Start of Data for this exercise
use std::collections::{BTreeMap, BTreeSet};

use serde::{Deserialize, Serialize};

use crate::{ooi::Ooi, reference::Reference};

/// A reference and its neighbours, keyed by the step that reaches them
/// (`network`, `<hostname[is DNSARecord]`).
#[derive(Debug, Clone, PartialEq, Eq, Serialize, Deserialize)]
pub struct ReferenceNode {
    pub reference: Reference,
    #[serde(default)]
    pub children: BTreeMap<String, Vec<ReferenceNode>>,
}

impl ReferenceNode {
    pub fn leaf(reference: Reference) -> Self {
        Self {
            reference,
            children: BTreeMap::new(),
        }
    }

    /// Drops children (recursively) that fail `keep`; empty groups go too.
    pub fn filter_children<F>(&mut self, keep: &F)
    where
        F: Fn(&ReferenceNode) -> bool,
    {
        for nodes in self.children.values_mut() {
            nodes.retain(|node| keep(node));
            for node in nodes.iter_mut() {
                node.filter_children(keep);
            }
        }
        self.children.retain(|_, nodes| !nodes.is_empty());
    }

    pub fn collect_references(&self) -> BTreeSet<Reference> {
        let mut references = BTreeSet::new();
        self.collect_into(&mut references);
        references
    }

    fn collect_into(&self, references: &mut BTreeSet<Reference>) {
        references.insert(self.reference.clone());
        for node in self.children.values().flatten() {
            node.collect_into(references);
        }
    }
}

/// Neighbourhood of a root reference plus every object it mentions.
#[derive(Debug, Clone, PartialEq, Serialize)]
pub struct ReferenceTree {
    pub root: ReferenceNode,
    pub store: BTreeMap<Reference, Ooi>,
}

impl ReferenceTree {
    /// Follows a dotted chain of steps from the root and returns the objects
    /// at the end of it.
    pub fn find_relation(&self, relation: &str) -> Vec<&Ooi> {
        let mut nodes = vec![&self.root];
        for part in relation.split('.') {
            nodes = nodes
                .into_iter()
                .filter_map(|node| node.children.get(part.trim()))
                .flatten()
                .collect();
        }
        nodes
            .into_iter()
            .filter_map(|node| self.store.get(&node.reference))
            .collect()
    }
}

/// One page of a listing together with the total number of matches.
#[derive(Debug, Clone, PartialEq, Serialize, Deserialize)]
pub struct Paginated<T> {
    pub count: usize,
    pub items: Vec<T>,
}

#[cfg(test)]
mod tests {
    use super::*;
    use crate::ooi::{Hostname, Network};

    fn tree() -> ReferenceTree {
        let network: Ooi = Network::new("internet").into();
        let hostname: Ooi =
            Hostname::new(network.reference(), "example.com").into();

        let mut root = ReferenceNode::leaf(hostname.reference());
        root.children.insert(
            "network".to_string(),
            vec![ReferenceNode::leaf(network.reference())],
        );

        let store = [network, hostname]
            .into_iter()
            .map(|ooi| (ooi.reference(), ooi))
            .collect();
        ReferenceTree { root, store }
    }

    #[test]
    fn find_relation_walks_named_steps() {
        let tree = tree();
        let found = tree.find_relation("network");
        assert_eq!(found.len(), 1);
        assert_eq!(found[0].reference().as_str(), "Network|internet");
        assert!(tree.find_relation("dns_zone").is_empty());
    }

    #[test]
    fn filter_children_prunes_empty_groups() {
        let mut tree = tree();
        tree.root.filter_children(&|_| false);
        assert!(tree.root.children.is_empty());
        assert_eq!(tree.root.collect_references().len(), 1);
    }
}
End of Data for this exercise
Start of Data for this exercise
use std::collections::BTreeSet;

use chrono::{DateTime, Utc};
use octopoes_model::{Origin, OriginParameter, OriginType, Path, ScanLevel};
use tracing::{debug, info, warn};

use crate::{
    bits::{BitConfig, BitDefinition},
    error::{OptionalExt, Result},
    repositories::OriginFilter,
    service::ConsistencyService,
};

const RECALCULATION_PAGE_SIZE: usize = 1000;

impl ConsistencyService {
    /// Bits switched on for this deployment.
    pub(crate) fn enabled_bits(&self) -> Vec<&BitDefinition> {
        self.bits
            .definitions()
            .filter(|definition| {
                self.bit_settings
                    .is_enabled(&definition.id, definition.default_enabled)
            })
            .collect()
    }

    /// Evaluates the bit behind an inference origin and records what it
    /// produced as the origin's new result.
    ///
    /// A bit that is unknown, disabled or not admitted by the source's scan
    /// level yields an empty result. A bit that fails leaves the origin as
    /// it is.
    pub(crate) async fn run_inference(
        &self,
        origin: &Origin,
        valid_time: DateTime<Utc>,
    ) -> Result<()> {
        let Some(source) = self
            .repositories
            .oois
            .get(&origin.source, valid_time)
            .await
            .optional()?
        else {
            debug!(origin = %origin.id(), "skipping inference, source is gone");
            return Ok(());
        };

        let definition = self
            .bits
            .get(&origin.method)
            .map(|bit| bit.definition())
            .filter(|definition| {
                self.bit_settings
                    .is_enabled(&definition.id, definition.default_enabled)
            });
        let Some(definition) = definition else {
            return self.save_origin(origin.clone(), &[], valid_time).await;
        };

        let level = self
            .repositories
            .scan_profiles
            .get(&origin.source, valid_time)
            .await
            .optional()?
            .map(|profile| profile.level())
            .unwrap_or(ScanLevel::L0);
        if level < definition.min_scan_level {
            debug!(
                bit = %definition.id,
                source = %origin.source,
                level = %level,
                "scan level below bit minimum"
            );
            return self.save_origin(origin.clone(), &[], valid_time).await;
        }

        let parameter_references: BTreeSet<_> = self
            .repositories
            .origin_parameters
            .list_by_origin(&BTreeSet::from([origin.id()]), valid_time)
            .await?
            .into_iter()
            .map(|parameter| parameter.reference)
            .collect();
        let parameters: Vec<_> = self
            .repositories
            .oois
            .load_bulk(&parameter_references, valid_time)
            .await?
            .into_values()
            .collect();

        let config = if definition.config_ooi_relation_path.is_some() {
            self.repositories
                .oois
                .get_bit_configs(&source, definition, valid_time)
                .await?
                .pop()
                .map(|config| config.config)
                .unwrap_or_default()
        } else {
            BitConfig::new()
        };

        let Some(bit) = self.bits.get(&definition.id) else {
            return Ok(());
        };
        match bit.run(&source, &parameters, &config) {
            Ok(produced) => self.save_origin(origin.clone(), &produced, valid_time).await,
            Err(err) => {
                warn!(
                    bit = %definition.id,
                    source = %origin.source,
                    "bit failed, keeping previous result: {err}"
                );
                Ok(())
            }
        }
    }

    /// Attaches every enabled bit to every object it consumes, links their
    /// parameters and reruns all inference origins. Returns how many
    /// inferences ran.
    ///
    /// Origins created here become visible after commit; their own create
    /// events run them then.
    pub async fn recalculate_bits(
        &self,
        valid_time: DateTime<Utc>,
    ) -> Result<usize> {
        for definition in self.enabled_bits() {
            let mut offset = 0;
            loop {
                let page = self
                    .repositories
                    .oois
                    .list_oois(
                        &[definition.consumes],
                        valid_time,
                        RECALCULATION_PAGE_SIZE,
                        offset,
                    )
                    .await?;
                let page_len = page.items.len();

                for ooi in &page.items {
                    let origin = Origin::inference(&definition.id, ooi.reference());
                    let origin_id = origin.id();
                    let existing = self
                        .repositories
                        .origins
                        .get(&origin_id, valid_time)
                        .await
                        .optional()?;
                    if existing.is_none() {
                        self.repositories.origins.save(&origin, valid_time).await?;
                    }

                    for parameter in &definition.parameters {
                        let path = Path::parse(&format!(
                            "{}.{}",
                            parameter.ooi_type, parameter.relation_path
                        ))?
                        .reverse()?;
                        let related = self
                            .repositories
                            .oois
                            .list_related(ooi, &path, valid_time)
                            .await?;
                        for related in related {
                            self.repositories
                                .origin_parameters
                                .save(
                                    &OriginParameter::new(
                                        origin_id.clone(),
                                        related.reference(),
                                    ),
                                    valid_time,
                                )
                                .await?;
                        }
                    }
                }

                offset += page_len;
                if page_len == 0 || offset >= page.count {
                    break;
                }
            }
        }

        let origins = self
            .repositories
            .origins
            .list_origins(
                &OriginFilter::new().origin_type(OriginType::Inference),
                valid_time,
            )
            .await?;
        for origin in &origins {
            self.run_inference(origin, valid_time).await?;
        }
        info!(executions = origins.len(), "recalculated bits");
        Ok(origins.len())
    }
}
End of Data for this exercise
Start of Data for this exercise
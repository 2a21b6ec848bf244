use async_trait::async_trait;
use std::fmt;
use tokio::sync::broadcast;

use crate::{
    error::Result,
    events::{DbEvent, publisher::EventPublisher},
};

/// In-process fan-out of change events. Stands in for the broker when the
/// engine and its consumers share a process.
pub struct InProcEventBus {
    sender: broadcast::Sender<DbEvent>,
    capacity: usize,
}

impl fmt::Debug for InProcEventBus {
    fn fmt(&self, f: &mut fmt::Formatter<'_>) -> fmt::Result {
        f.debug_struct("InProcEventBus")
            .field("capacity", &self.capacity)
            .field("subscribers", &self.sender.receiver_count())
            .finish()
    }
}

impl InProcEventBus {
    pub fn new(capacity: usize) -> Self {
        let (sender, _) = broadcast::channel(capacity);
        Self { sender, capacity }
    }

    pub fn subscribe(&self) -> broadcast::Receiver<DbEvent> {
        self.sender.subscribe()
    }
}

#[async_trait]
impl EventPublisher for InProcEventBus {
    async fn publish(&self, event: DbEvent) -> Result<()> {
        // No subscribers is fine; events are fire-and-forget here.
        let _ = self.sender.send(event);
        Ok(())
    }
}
End of Data for this exercise
[Task to complete]
Tell how many lines in the entries contain the string "PartialEq", and give nothing beyond the number.

[Response to the task]
3